Yet, that first ascent that traversed Town Creek was known to truckers as the steepest incline between Miami and New York. If caught behind a chug-along container truck, however, you could easily zip around in the second eastbound lane.
Few traffic lights delayed us as we sped toward the newest and most desirable subdivision in the Lowcountry — Snee Farm Country Club.
Amidst pushed-up piles of bulldozed pines and underbrush, a splendid club house was taking shape.
That elegant and historical suburban venue was rivaled only by the equally prestigious Coldstream Country Club then unfolding in Columbia — and Charlie Fraser’s Harbor Town on Hilton Head.
When anyone mentioned developers, the names Griffith, Fraser, and Mungo topped the list, and all were South Carolinians committed to preserving the environment.
An aerial view of Mount Pleasant in 1969 revealed thousands of acres of coastal pines on both sides of Old Georgetown Highway. Boone Hall was truly in “the boonies.” Visitors remarked of the numerous pecan trees with few realizing that Mount Pleasant once boasted the world’s largest pecan plantation. Truck farming by Heath Farms and dozens of smaller operations engaged so many Mount Pleasant residents that we resembled upstate farming communities. Tractors were a common sight.
Coleman Boulevard was two-lane and the stretch from the bridge to Douty’s station was a pine forest. Montgomery-Rowell Hardware store had just opened.
No one had heard of “Happy Hour on the Creek” — except shrimpers sipping a cold one on the dock after a long day on the water.
The last yachts anyone remembered on the Creek had been the rum runners in the 1920s. Kenny’s Department Store on Pitt Street and Doscher’s Red and White on Coleman made our little town self-sufficient. If Doctors Durst, Ward, and Pickett couldn’t get you back on your feet again, then you’d better call Stuhr’s or McAlister’s.

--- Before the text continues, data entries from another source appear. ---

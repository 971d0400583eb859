//! Rules for N×N tic-tac-toe.
//!
//! Pure functions over [`Board`](crate::Board) for evaluating game state.
//! Rules are kept apart from board storage so the board only owns cells.

pub mod draw;
pub mod lines;
pub mod threats;
pub mod win;

pub use draw::{is_dead_draw, is_full};
pub use lines::lines;
pub use threats::{blocking_moves, winning_moves};
pub use win::check_winner;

There were 14 major daily newspapers in South Carolina, then, and The News and Courier was the queen of the dailies, the oldest, and, in the opinion of many, the most conservative. However, the writings of the late Tom Waring of the News and Courier make for interesting reading when laid side-by-side with those of the late Bill Workman of The State.
Both men were “heavy-lifters” for South Carolina’s emerging republican party. Legend has it that Tom Waring’s influence was key in Strom Thurmond’s switch to the Republican Party.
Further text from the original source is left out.